EXTRACTED ENTRIES below:

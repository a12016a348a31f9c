//! Live subscription tracking along a property path.
//!
//! A [`PathBinding`] walks the object graph from a root, subscribing at
//! every traversable segment. When an interior segment reports a change, the
//! object below it may have been replaced wholesale, so the chain suffix
//! from that depth down is detached, re-resolved against the current value,
//! and re-subscribed before the change callback runs. The chain therefore
//! always mirrors the live graph: stale subscriptions to replaced sub-objects
//! are never retained, and replacements are picked up exactly once.

use std::sync::atomic::{AtomicBool, Ordering};
use std::sync::{Arc, Mutex, Weak};

use crate::observe::{ChangeGuard, Observable, PropertyValue};
use crate::path::PropertyPath;

type ChangeAction = dyn Fn() + Send + Sync;

struct ChainLink {
    object: Arc<dyn Observable>,
    /// `None` when the object at this depth has no change source; it is
    /// still traversed for value reads.
    guard: Option<ChangeGuard>,
}

struct ChainState {
    root: Option<Arc<dyn Observable>>,
    links: Vec<ChainLink>,
}

struct BindingInner {
    path: PropertyPath,
    on_changed: Arc<ChangeAction>,
    state: Mutex<ChainState>,
    disposed: AtomicBool,
}

/// Tracks subscriptions along one [`PropertyPath`] against a live root.
pub struct PathBinding {
    inner: Arc<BindingInner>,
}

impl PathBinding {
    /// Create a binding for `path` whose `on_changed` runs whenever any
    /// segment of the path reports a relevant change. An empty path is a
    /// constant binding: `set_root` wires nothing and the callback never
    /// fires.
    pub fn new(path: PropertyPath, on_changed: impl Fn() + Send + Sync + 'static) -> Self {
        Self {
            inner: Arc::new(BindingInner {
                path,
                on_changed: Arc::new(on_changed),
                state: Mutex::new(ChainState {
                    root: None,
                    links: Vec::new(),
                }),
                disposed: AtomicBool::new(false),
            }),
        }
    }

    pub fn path(&self) -> &PropertyPath {
        &self.inner.path
    }

    /// Retarget the binding: detach the whole chain and re-walk from
    /// `root`. Passing `None` detaches without re-walking.
    pub fn set_root(&self, root: Option<Arc<dyn Observable>>) {
        if self.inner.disposed.load(Ordering::SeqCst) {
            log::warn!(
                "set_root on disposed path binding {} ignored",
                self.inner.path
            );
            return;
        }
        let mut state = self.inner.state.lock().unwrap();
        state.root = root;
        rebuild_from(&self.inner, &mut state, 0);
    }

    /// Detach every subscription. Idempotent; in-flight notifications
    /// observing the disposed flag become no-ops.
    pub fn dispose(&self) {
        if self.inner.disposed.swap(true, Ordering::SeqCst) {
            return;
        }
        let mut state = self.inner.state.lock().unwrap();
        detach_from(&mut state, 0);
        state.root = None;
    }

    pub fn is_disposed(&self) -> bool {
        self.inner.disposed.load(Ordering::SeqCst)
    }

    /// Number of live change subscriptions held by the chain. Diagnostic;
    /// used to verify that repeated replacements never accumulate.
    pub fn active_subscriptions(&self) -> usize {
        let state = self.inner.state.lock().unwrap();
        state
            .links
            .iter()
            .filter(|link| link.guard.is_some())
            .count()
    }

    /// Depth of the chain actually wired, which may be shorter than the
    /// path when an interior segment currently resolves to null.
    pub fn chain_depth(&self) -> usize {
        self.inner.state.lock().unwrap().links.len()
    }
}

impl Drop for PathBinding {
    fn drop(&mut self) {
        self.dispose();
    }
}

impl std::fmt::Debug for PathBinding {
    fn fmt(&self, f: &mut std::fmt::Formatter<'_>) -> std::fmt::Result {
        f.debug_struct("PathBinding")
            .field("path", &self.inner.path)
            .field("depth", &self.chain_depth())
            .field("disposed", &self.is_disposed())
            .finish()
    }
}

fn detach_from(state: &mut ChainState, depth: usize) {
    for link in state.links.drain(depth..) {
        if let Some(guard) = link.guard {
            guard.detach();
        }
    }
}

/// Rewire the chain from `depth` downward against the current object graph.
/// Caller holds the state lock, which makes resubscription atomic with
/// respect to this binding.
fn rebuild_from(inner: &Arc<BindingInner>, state: &mut ChainState, depth: usize) {
    // A stale notification may race a retarget that already shortened the
    // chain below this depth; there is nothing left to rewire from.
    if depth > state.links.len() {
        return;
    }
    detach_from(state, depth);

    let mut current: Option<Arc<dyn Observable>> = if depth == 0 {
        state.root.clone()
    } else {
        let parent = &state.links[depth - 1];
        let segment = inner
            .path
            .segment(depth - 1)
            .expect("chain depth within path");
        parent.object.read(segment).as_object()
    };

    let mut index = depth;
    while index < inner.path.len() {
        let Some(object) = current.take() else { break };
        let guard = object.changes().map(|source| {
            let weak = Arc::downgrade(inner);
            source.subscribe(move |property| on_segment_changed(&weak, index, property))
        });
        let next = if inner.path.is_leaf(index) {
            None
        } else {
            let segment = inner.path.segment(index).expect("index within path");
            object.read(segment).as_object()
        };
        state.links.push(ChainLink { object, guard });
        current = next;
        index += 1;
    }

    log::trace!(
        "path {} wired to depth {} (from {})",
        inner.path,
        state.links.len(),
        depth
    );
}

fn on_segment_changed(weak: &Weak<BindingInner>, index: usize, property: &str) {
    // A notification referencing a just-disposed binding must fail safe.
    let Some(inner) = weak.upgrade() else { return };
    if inner.disposed.load(Ordering::SeqCst) {
        return;
    }
    // The observed object may expose unrelated properties; only the name
    // expected at this depth matters.
    if inner.path.segment(index) != Some(property) {
        return;
    }

    if !inner.path.is_leaf(index) {
        // The object below this depth may have changed identity; the whole
        // suffix must be rewired before dependents observe the new value.
        let mut state = inner.state.lock().unwrap();
        rebuild_from(&inner, &mut state, index + 1);
    }
    // Invoke outside the lock so the callback may read back through the
    // graph or retarget other bindings.
    (inner.on_changed)();
}

#[cfg(test)]
mod tests {
    use super::*;
    use crate::observe::ChangeSource;
    use std::sync::atomic::AtomicUsize;

    use crate::collections::map::HashMap;

    /// Minimal observable property bag for exercising the tracker.
    struct Bag {
        properties: Mutex<HashMap<String, PropertyValue>>,
        changes: Option<ChangeSource>,
    }

    impl Bag {
        fn new() -> Arc<Self> {
            Arc::new(Self {
                properties: Mutex::new(HashMap::default()),
                changes: Some(ChangeSource::new()),
            })
        }

        fn silent() -> Arc<Self> {
            Arc::new(Self {
                properties: Mutex::new(HashMap::default()),
                changes: None,
            })
        }

        fn set(&self, name: &str, value: PropertyValue) {
            self.properties
                .lock()
                .unwrap()
                .insert(name.to_string(), value);
            if let Some(changes) = &self.changes {
                changes.notify(name);
            }
        }

        fn subscriber_count(&self) -> usize {
            self.changes
                .as_ref()
                .map(ChangeSource::subscriber_count)
                .unwrap_or(0)
        }
    }

    impl Observable for Bag {
        fn read(&self, property: &str) -> PropertyValue {
            self.properties
                .lock()
                .unwrap()
                .get(property)
                .cloned()
                .unwrap_or(PropertyValue::Null)
        }

        fn changes(&self) -> Option<&ChangeSource> {
            self.changes.as_ref()
        }
    }

    fn counter() -> (Arc<AtomicUsize>, impl Fn() + Send + Sync + 'static) {
        let count = Arc::new(AtomicUsize::new(0));
        let sink = Arc::clone(&count);
        (count, move || {
            sink.fetch_add(1, Ordering::SeqCst);
        })
    }

    #[test]
    fn leaf_change_invokes_callback_without_rewiring() {
        let root = Bag::new();
        root.set("Name", PropertyValue::data(String::from("A")));

        let (hits, on_changed) = counter();
        let binding = PathBinding::new(PropertyPath::new(["Name"]), on_changed);
        binding.set_root(Some(root.clone()));
        assert_eq!(binding.active_subscriptions(), 1);

        root.set("Name", PropertyValue::data(String::from("B")));
        assert_eq!(hits.load(Ordering::SeqCst), 1);
        assert_eq!(binding.active_subscriptions(), 1);
    }

    #[test]
    fn interior_replacement_resubscribes_and_fires_once() {
        let root = Bag::new();
        let level1 = Bag::new();
        let level2 = Bag::new();
        level2.set("Value", PropertyValue::data(1i32));
        level1.set("Level2", PropertyValue::object(level2.clone()));
        root.set("Level1", PropertyValue::object(level1.clone()));

        let (hits, on_changed) = counter();
        let binding = PathBinding::new(
            PropertyPath::new(["Level1", "Level2", "Value"]),
            on_changed,
        );
        binding.set_root(Some(root.clone()));
        assert_eq!(binding.chain_depth(), 3);
        assert_eq!(level1.subscriber_count(), 1);
        assert_eq!(level2.subscriber_count(), 1);

        // Replace Level1 with a whole new subtree.
        let new_level2 = Bag::new();
        new_level2.set("Value", PropertyValue::data(2i32));
        let new_level1 = Bag::new();
        new_level1.set("Level2", PropertyValue::object(new_level2.clone()));
        hits.store(0, Ordering::SeqCst);
        root.set("Level1", PropertyValue::object(new_level1.clone()));

        assert_eq!(hits.load(Ordering::SeqCst), 1, "one callback per replacement");
        assert_eq!(level1.subscriber_count(), 0, "old subtree detached");
        assert_eq!(level2.subscriber_count(), 0);
        assert_eq!(new_level1.subscriber_count(), 1);
        assert_eq!(new_level2.subscriber_count(), 1);

        // The new leaf is live.
        hits.store(0, Ordering::SeqCst);
        new_level2.set("Value", PropertyValue::data(3i32));
        assert_eq!(hits.load(Ordering::SeqCst), 1);
    }

    #[test]
    fn ten_replacements_leave_exactly_one_chain() {
        let root = Bag::new();
        let (_, on_changed) = counter();
        let binding = PathBinding::new(PropertyPath::new(["Level1", "Value"]), on_changed);

        let mut last = Bag::new();
        root.set("Level1", PropertyValue::object(last.clone()));
        binding.set_root(Some(root.clone()));

        for _ in 0..10 {
            let replacement = Bag::new();
            root.set("Level1", PropertyValue::object(replacement.clone()));
            assert_eq!(last.subscriber_count(), 0);
            assert_eq!(replacement.subscriber_count(), 1);
            last = replacement;
        }
        assert_eq!(binding.active_subscriptions(), 2);
        assert_eq!(root.subscriber_count(), 1);
    }

    #[test]
    fn null_interior_segment_shortens_chain() {
        let root = Bag::new();
        root.set("Level1", PropertyValue::Null);

        let (hits, on_changed) = counter();
        let binding = PathBinding::new(PropertyPath::new(["Level1", "Value"]), on_changed);
        binding.set_root(Some(root.clone()));
        assert_eq!(binding.chain_depth(), 1, "walk stops at the null segment");

        // The value becoming non-null via the tracked segment repairs the
        // chain and fires the callback.
        let level1 = Bag::new();
        level1.set("Value", PropertyValue::data(5i32));
        root.set("Level1", PropertyValue::object(level1.clone()));
        assert_eq!(hits.load(Ordering::SeqCst), 1);
        assert_eq!(binding.chain_depth(), 2);
        assert_eq!(level1.subscriber_count(), 1);
    }

    #[test]
    fn silent_object_is_traversed_without_subscription() {
        let root = Bag::new();
        let quiet = Bag::silent();
        let leaf = Bag::new();
        leaf.set("Value", PropertyValue::data(1i32));
        quiet.set("Inner", PropertyValue::object(leaf.clone()));
        root.set("Quiet", PropertyValue::object(quiet.clone()));

        let (hits, on_changed) = counter();
        let binding = PathBinding::new(PropertyPath::new(["Quiet", "Inner", "Value"]), on_changed);
        binding.set_root(Some(root));

        assert_eq!(binding.chain_depth(), 3);
        assert_eq!(binding.active_subscriptions(), 2, "silent level has no guard");

        leaf.set("Value", PropertyValue::data(2i32));
        assert_eq!(hits.load(Ordering::SeqCst), 1);
    }

    #[test]
    fn unrelated_property_names_are_ignored() {
        let root = Bag::new();
        root.set("Name", PropertyValue::data(1i32));

        let (hits, on_changed) = counter();
        let binding = PathBinding::new(PropertyPath::new(["Name"]), on_changed);
        binding.set_root(Some(root.clone()));

        root.set("Other", PropertyValue::data(2i32));
        assert_eq!(hits.load(Ordering::SeqCst), 0);
    }

    #[test]
    fn dispose_is_idempotent_and_detaches() {
        let root = Bag::new();
        root.set("Name", PropertyValue::data(1i32));

        let (hits, on_changed) = counter();
        let binding = PathBinding::new(PropertyPath::new(["Name"]), on_changed);
        binding.set_root(Some(root.clone()));
        assert_eq!(root.subscriber_count(), 1);

        binding.dispose();
        binding.dispose();
        assert_eq!(root.subscriber_count(), 0);

        root.set("Name", PropertyValue::data(2i32));
        assert_eq!(hits.load(Ordering::SeqCst), 0);

        // Retargeting a disposed binding is ignored.
        binding.set_root(Some(root.clone()));
        assert_eq!(root.subscriber_count(), 0);
    }

    #[test]
    fn drop_detaches_chain() {
        let root = Bag::new();
        root.set("Name", PropertyValue::data(1i32));
        {
            let binding = PathBinding::new(PropertyPath::new(["Name"]), || {});
            binding.set_root(Some(root.clone()));
            assert_eq!(root.subscriber_count(), 1);
        }
        assert_eq!(root.subscriber_count(), 0);
    }

    #[test]
    fn set_root_retargets_to_new_root() {
        let first = Bag::new();
        let second = Bag::new();
        first.set("Name", PropertyValue::data(1i32));
        second.set("Name", PropertyValue::data(2i32));

        let (hits, on_changed) = counter();
        let binding = PathBinding::new(PropertyPath::new(["Name"]), on_changed);
        binding.set_root(Some(first.clone()));
        binding.set_root(Some(second.clone()));
        assert_eq!(first.subscriber_count(), 0);
        assert_eq!(second.subscriber_count(), 1);

        first.set("Name", PropertyValue::data(3i32));
        assert_eq!(hits.load(Ordering::SeqCst), 0);
        second.set("Name", PropertyValue::data(3i32));
        assert_eq!(hits.load(Ordering::SeqCst), 1);
    }

    #[test]
    fn empty_path_wires_nothing() {
        let root = Bag::new();
        let binding = PathBinding::new(PropertyPath::empty(), || {});
        binding.set_root(Some(root.clone()));
        assert_eq!(binding.chain_depth(), 0);
        assert_eq!(root.subscriber_count(), 0);
    }
}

End of EXTRACTED ENTRIES.

= WHAT TO DO =
Whenever "graph" occurs in a line above, copy that line.

= RESPONSE TO THE EXERCISE =
//! A [`PathBinding`] walks the object graph from a root, subscribing at
//! always mirrors the live graph: stale subscriptions to replaced sub-objects
/// Rewire the chain from `depth` downward against the current object graph.
    // graph or retarget other bindings.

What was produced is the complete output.